On 14 August 2018, Jennings signed with National League side Barrow. He made his debut later that day, and was sent off in a 3–2 win over Chesterfield at Holker Street. He featured a total of 14 times for the "Bluebirds" throughout the 2018–19 campaign. In August 2019, he rejoined Warrington Town and played ten league games before retiring from football in January 2020.

==Style of play==
Speaking in February 2014, Tranmere Rovers coach John McMahon labelled Jennings a "fire blanket" for his ability to break up opposition play across the pitch.

==Personal life==
In September 2022, Jennings and Alan Rogers stood trial for allegedly blackmailing an unnamed football manager over gambling debts of nearly £1million.
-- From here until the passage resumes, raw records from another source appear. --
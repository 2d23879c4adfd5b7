//! Domain types shared by the session manager, repository and views

use chrono::{DateTime, Utc};
use serde::{Deserialize, Deserializer, Serialize};
use std::fmt;

/// Login form contents, also the sign-in request body
#[derive(Clone, Default, PartialEq, Eq, Serialize, Deserialize)]
pub struct Credential {
    pub username: String,
    pub password: String,
}

impl Credential {
    #[must_use]
    pub fn new(username: impl Into<String>, password: impl Into<String>) -> Self {
        Self {
            username: username.into(),
            password: password.into(),
        }
    }

    /// Both fields are required before a sign-in request is sent
    #[must_use]
    pub fn is_complete(&self) -> bool {
        !self.username.trim().is_empty() && !self.password.is_empty()
    }
}

// Keeps the password out of logs and panic messages
impl fmt::Debug for Credential {
    fn fmt(&self, f: &mut fmt::Formatter<'_>) -> fmt::Result {
        f.debug_struct("Credential")
            .field("username", &self.username)
            .field("password", &"<redacted>")
            .finish()
    }
}

/// Token issued by the server on sign-in
#[derive(Clone, PartialEq, Eq)]
pub struct SessionToken {
    pub value: String,
    pub expires_at: DateTime<Utc>,
}

impl SessionToken {
    #[must_use]
    pub fn new(value: impl Into<String>, expires_at: DateTime<Utc>) -> Self {
        Self {
            value: value.into(),
            expires_at,
        }
    }
}

impl fmt::Debug for SessionToken {
    fn fmt(&self, f: &mut fmt::Formatter<'_>) -> fmt::Result {
        f.debug_struct("SessionToken")
            .field("value", &"<redacted>")
            .field("expires_at", &self.expires_at)
            .finish()
    }
}

/// Proof that the session is authenticated.
///
/// Only [`SessionManager::authorized`](crate::SessionManager::authorized)
/// hands these out, so holding one means the product API may be called.
#[derive(Clone, PartialEq, Eq)]
pub struct AuthorizedToken(String);

impl AuthorizedToken {
    pub(crate) fn new(value: impl Into<String>) -> Self {
        Self(value.into())
    }

    #[must_use]
    pub fn as_str(&self) -> &str {
        &self.0
    }
}

impl fmt::Debug for AuthorizedToken {
    fn fmt(&self, f: &mut fmt::Formatter<'_>) -> fmt::Result {
        f.write_str("AuthorizedToken(<redacted>)")
    }
}

/// Session manager states
#[derive(Debug, Clone, Copy, Default, PartialEq, Eq, Hash)]
pub enum SessionState {
    #[default]
    Unknown,
    Checking,
    Authenticated,
    Unauthenticated,
}

impl fmt::Display for SessionState {
    fn fmt(&self, f: &mut fmt::Formatter<'_>) -> fmt::Result {
        let name = match self {
            Self::Unknown => "unknown",
            Self::Checking => "checking",
            Self::Authenticated => "authenticated",
            Self::Unauthenticated => "unauthenticated",
        };
        f.write_str(name)
    }
}

/// Product record as served by the admin API
#[derive(Debug, Clone, PartialEq, Serialize, Deserialize)]
pub struct Product {
    pub id: String,
    pub title: String,
    #[serde(default)]
    pub category: String,
    pub origin_price: f64,
    pub price: f64,
    #[serde(default)]
    pub unit: String,
    #[serde(deserialize_with = "deserialize_flag")]
    pub is_enabled: bool,
    #[serde(default)]
    pub description: String,
    #[serde(default)]
    pub content: String,
    #[serde(rename = "imageUrl", default)]
    pub image_url: String,
    #[serde(rename = "imagesUrl", default, deserialize_with = "deserialize_image_list")]
    pub images_url: Vec<String>,
}

#[derive(Deserialize)]
#[serde(untagged)]
enum Flag {
    Bool(bool),
    Int(i64),
}

/// The API stores `is_enabled` as `0`/`1` but older records carry booleans
fn deserialize_flag<'de, D>(deserializer: D) -> Result<bool, D::Error>
where
    D: Deserializer<'de>,
{
    Ok(match Flag::deserialize(deserializer)? {
        Flag::Bool(value) => value,
        Flag::Int(value) => value != 0,
    })
}

/// `imagesUrl` may be null or contain empty placeholders left by the editor
fn deserialize_image_list<'de, D>(deserializer: D) -> Result<Vec<String>, D::Error>
where
    D: Deserializer<'de>,
{
    let urls = Option::<Vec<String>>::deserialize(deserializer)?.unwrap_or_default();
    Ok(urls.into_iter().filter(|url| !url.trim().is_empty()).collect())
}

#[cfg(test)]
mod tests {
    use super::*;
    use serde_json::json;

    #[test]
    fn product_accepts_numeric_enabled_flag() {
        let product: Product = serde_json::from_value(json!({
            "id": "-Nabc",
            "title": "Matcha latte",
            "category": "drinks",
            "origin_price": 150,
            "price": 120,
            "unit": "cup",
            "is_enabled": 1,
            "description": "Hot or iced",
            "content": "350ml",
            "imageUrl": "https://img.example/main.png",
            "imagesUrl": ["https://img.example/a.png", "", "https://img.example/b.png"]
        }))
        .unwrap();

        assert!(product.is_enabled);
        assert!((product.origin_price - 150.0).abs() < f64::EPSILON);
        assert_eq!(product.image_url, "https://img.example/main.png");
        assert_eq!(
            product.images_url,
            vec!["https://img.example/a.png", "https://img.example/b.png"]
        );
    }

    #[test]
    fn product_tolerates_missing_optional_fields() {
        let product: Product = serde_json::from_value(json!({
            "id": "p2",
            "title": "Scone",
            "origin_price": 80.5,
            "price": 60,
            "is_enabled": false,
            "imagesUrl": null
        }))
        .unwrap();

        assert!(!product.is_enabled);
        assert!(product.category.is_empty());
        assert!(product.images_url.is_empty());
    }

    #[test]
    fn credential_debug_hides_password() {
        let credential = Credential::new("a@b.com", "hunter2");
        let rendered = format!("{credential:?}");
        assert!(rendered.contains("a@b.com"));
        assert!(!rendered.contains("hunter2"));
    }

    #[test]
    fn credential_requires_both_fields() {
        assert!(Credential::new("a@b.com", "x").is_complete());
        assert!(!Credential::new("  ", "x").is_complete());
        assert!(!Credential::new("a@b.com", "").is_complete());
    }
}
The case was dropped after the manager, who the court had granted anonymity, declined to give evidence.

==Career statistics==

Appearances and goals by club, season and competition
| Club | Season | League |  |  | FA Cup |  | League Cup |  | Other^{[A]} |  | Total |  |
| Division | Apps | Goals | Apps | Goals | Apps | Goals | Apps | Goals | Apps | Goals |
| Tranmere Rovers | 2003–04 | Second Division | 4 | 0 | 1 | 0 | 0 | 0 | 0 | 0 | 5 | 0 |
| 2004–05 | League One | 11 | 0 | 0 | 0 | 1 | 0 | 2 | 0 | 14 | 0 |
| 2005–06 | League One | 38 | 1 | 1 | 0 | 1 | 0 | 3 | 1 | 43 | 2 |
| 2006–07 | League One | 2 | 0 | 0 | 0 | 1 | 0 | 2 | 1 | 5 | 1 |
| 2007–08 | League One | 41 | 2 | 4 | 2 | 1 | 0 | 1 | 0 | 47 | 4 |
| 2008–09 | League One | 44 | 3 | 4 | 0 | 1 | 0 | 4 | 0 | 53 | 3 |
| Total |  | 140 | 6 | 10 | 2 | 5 | 0 | 12 | 2 | 167 | 10 |
| Hereford United (loan) | 2006–07 | League Two | 11 | 0 | — |  | — |  | — |  | 11 | 0 |
| Motherwell | 2009–10 | Scottish Premier League | 29 | 2 | 0 | 0 | 1 | 0 | 3 | 0 | 33 | 2 |
| 2010–11 | Scottish Premier League | 30 | 0 | 5 | 1 | 3 | 0 | 5 | 0 | 43 | 1 |
| 2011–12 | Scottish Premier League | 34 | 0 | 2 | 0 | 1 | 0 | 0 | 0 | 37 | 0 |
| Total |  | 93 | 2 | 7 | 1 | 5 | 0 | 8 | 0 | 113 | 3 |
| Coventry City | 2012–13 | League One | 39 | 0 | 3 | 1 | 1 | 0 | 6 | 1 | 49 | 2 |
| Tranmere Rovers | 2013–14 | League One | 25 | 1 | 0 | 0 | — |  | — |  | 25 | 1 |
| Port Vale | 2014–15 | League One | 4 | 0 | 0 | 0 | 2 | 0 | 0 | 0 | 6 | 0 |
| Tranmere Rovers | 2014–15 | League Two | 30 | 1 | 4 | 0 | — |  | 2 | 0 | 36 | 1 |
| 2015–16 | National League | 42 | 2 | 2 | 0 | — |  | 1 | 0 | 45 | 2 |
| 2016–17 | National League | 15 | 1 | 1 | 0 | — |  | 4 | 0 | 20 | 1 |
| Total |  | 87 | 4 | 7 | 0 | 0 | 0 | 7 | 0 | 101 | 4 |
| Warrington Town | 2017–18 | Northern Premier League Premier Division | 19 | 3 | 0 | 0 | 1 | 0 | 5 | 0 | 25 | 3 |
| Southport | 2017–18 | National League North | 12 | 1 | 0 | 0 | — |  | 0 | 0 | 12 | 1 |
| 2018–19 | National League North | 0 | 0 | 0 | 0 | — |  | 0 | 0 | 0 | 0 |
| Total |  | 12 | 1 | 0 | 0 | 0 | 0 | 0 | 0 | 12 | 1 |
| Barrow | 2018–19 | National League | 14 | 0 | 0 | 0 | — |  | 0 | 0 | 14 | 0 |
| 2019–20 | National League | 0 | 0 | 0 | 0 | — |  | 0 | 0 | 0 | 0 |
| Total |  | 14 | 0 | 0 | 0 | 0 | 0 | 0 | 0 | 14 | 0 |
| Warrington Town | 2019–20 | Northern Premier League Premier Division | 10 | 0 | 1 | 0 | 0 | 0 | 0 | 0 | 11 | 0 |
| Career total |  |  | 454 | 17 | 28 | 4 | 14 | 0 | 38 | 3 | 534 | 24 |

A. The "Other" column constitutes appearances and goals (including substitutes) in the UEFA Europa League, FA Trophy, Football League Trophy, and play-offs.